Due o tre giorni? Sarebbero stati pochi al compimento di una difficile impresa; troppi al compimento di un miracolo. E questo avvenne il giorno stesso, nel pomeriggio.
Col dito contro il naso, per raccomandar silenzio, il soldato condusse la signora alla cuccia, ove, l'uno accanto all'altra, placidamente dormivano la cagna e il gatto.
Oh stupore! Oh commozione!
— Astolfo! Corri a vedere! Corri!
E il marito venne adagio adagio, dall'orto, con la zappettina in mano, e rimase a bocca aperta.

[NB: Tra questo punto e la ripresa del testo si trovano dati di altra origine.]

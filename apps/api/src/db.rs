use anyhow::{Context, Result};
use sqlx::postgres::PgPoolOptions;
use sqlx::PgPool;
use tracing::info;

/// Creates a PostgreSQL connection pool and applies pending migrations.
pub async fn create_pool(database_url: &str) -> Result<PgPool> {
    info!("Connecting to PostgreSQL...");

    let pool = PgPoolOptions::new()
        .max_connections(10)
        .connect(database_url)
        .await?;

    info!("PostgreSQL connection pool established");

    sqlx::migrate!("./migrations")
        .run(&pool)
        .await
        .context("Failed to apply database migrations")?;

    info!("Database migrations applied");
    Ok(pool)
}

— Come avete fatto? — chiedevano a Monterúmici.
Egli scosse le spalle. Sorridendo significava: se tutte le difficoltà, le questioni a questo mondo fossero di tal fatta! Ma:
— Ci vuol pazienza!
E — a udirne la relazione — il miracolo incuriosì anche il colonnello, quando discese, lieto del suo lavoro. E su l'uscio della stalla chiamò:
— Monterúmici!
— Pronto! — (con la striglia in mano).
— Come hai fatto a domesticare quelle due bestie feroci?
Rispose senza esitare:
— Io con la quiete non posso dormire. Ho bisogno, per dormire, delle cannonate. Il farmacista invece mi ha dato delle polverine; e io ne ho data una...
Il colonnello scoppiò a ridere. E si avviava. Se non che l'attendente balzandogli davanti e mettendosi in posizione, seguitò:
— A svegliarsi e a vedersi vicini si meraviglieranno anche loro, di essersi così amicati, e saran sempre buoni amici: vedrà!.
— Ho capito! ho capito!
Non era un bel matto?
Quante volte però, non molto tempo di poi, all'orecchio dell'ufficiale dovevan tornare quelle parole: «Io con la quiete non posso dormire».